A veces los cristianos nos hemos quedado solo con el sentido negativo del término. Cuando Jesús dice a los suyos que “no son del mundo” se refiere a este sentido negativo, aunque también podría entenderse en un sentido más neutro. Los discípulos no son del mundo, si por mundo se entiende únicamente lo terrenal, incluso las cosas buenas que hay en este mundo, porque ellos aspiran a una patria mejor. Su mundo es el celestial. No hay que olvidar que, aunque no sean del mundo, Jesús envía a los suyos a este mundo, al mundo entero. Y los envía con una misión bien concreta: evangelizar, dar testimonio de él, hacer el bien.

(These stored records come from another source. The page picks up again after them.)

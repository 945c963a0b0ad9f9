// Copyright 2025 itscheems
//
// Licensed under the Apache License, Version 2.0 (the "License");
// you may not use this file except in compliance with the License.
// You may obtain a copy of the License at
//
//     http://www.apache.org/licenses/LICENSE-2.0
//
// Unless required by applicable law or agreed to in writing, software
// distributed under the License is distributed on an "AS IS" BASIS,
// WITHOUT WARRANTIES OR CONDITIONS OF ANY KIND, either express or implied.
// See the License for the specific language governing permissions and
// limitations under the License.

use serde::{Deserialize, Serialize};

/// Order identifier, assigned by the client and unique across its session
/// stream. Never reused once an order has ended.
pub type OrderId = u32;

/// Maximum length of an instrument symbol, in bytes (ASCII only).
pub const MAX_INSTRUMENT_LEN: usize = 8;

/// Order side (buy or sell)
#[derive(Debug, Clone, Copy, PartialEq, Eq, Serialize, Deserialize)]
#[serde(rename_all = "lowercase")]
pub enum Side {
	Buy,
	Sell,
}

impl Side {
	pub fn is_sell(self) -> bool {
		matches!(self, Side::Sell)
	}
}

/// A new buy or sell order as submitted on the wire
///
/// `price` and `count` are positive integers; the codec rejects zero values
/// at decode time so the engine never sees them.
#[derive(Debug, Clone, PartialEq, Eq, Serialize, Deserialize)]
pub struct NewOrder {
	/// Client-assigned order ID
	pub order_id: OrderId,
	/// Instrument symbol (ASCII, at most [`MAX_INSTRUMENT_LEN`] bytes)
	pub instrument: String,
	/// Limit price
	pub price: u32,
	/// Quantity
	pub count: u32,
}

/// Cancel request for a previously submitted order
///
/// Only the order ID is meaningful for a cancel; the engine resolves the
/// order through its process-wide liveness registry.
#[derive(Debug, Clone, PartialEq, Eq, Serialize, Deserialize)]
pub struct CancelRequest {
	pub order_id: OrderId,
}

/// A single framed command on a client session
///
/// One command per line on the wire, tagged by `kind`:
///
/// ```json
/// {"kind":"buy","order_id":1,"instrument":"GOOG","price":100,"count":10}
/// {"kind":"sell","order_id":2,"instrument":"GOOG","price":105,"count":3}
/// {"kind":"cancel","order_id":1}
/// ```
#[derive(Debug, Clone, PartialEq, Eq, Serialize, Deserialize)]
#[serde(tag = "kind", rename_all = "lowercase")]
pub enum ClientCommand {
	Buy(NewOrder),
	Sell(NewOrder),
	Cancel(CancelRequest),
}

impl ClientCommand {
	/// Get the order ID this command concerns
	pub fn order_id(&self) -> OrderId {
		match self {
			ClientCommand::Buy(order) | ClientCommand::Sell(order) => order.order_id,
			ClientCommand::Cancel(cancel) => cancel.order_id,
		}
	}

	/// Get the side of a buy/sell command (cancels have none)
	pub fn side(&self) -> Option<Side> {
		match self {
			ClientCommand::Buy(_) => Some(Side::Buy),
			ClientCommand::Sell(_) => Some(Side::Sell),
			ClientCommand::Cancel(_) => None,
		}
	}
}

En este mundo hay realidades positivas y otras negativas. Dicho con una imagen evangélica: en este mundo hay trigo y cizaña, hierbas buenas y hierbas malas. Los cristianos, antes de condenar y también antes de aprobar ingenuamente, tenemos que discernir. Para reconocer lo bueno de la situación actual, apoyar lo bueno, mejorar lo deficiente y cambiar lo malo. Eso último no es fácil, porque podemos encontrarnos con la oposición de aquellos que quieren mantener lo malo.

Es posible que algún lector piense que me pierdo en consideraciones teóricas y no desciendo a reflexiones prácticas. La verdad es que lo mío nunca han sido las recetas. Yo intento ofrecer levadura, para que cada uno haga fermentar su masa y sea responsable del resultado de la masa. Sin duda se podrían poner muchos ejemplos de las dificultades con las que se encuentra la Iglesia en esta sociedad. Una de las cosas más serias que están ocurriendo actualmente es que lo que hasta hace poco era tolerado, se ha convertido en un derecho social. Derecho social, o sea, protegido por leyes del estado e incluso subvencionado con dinero público.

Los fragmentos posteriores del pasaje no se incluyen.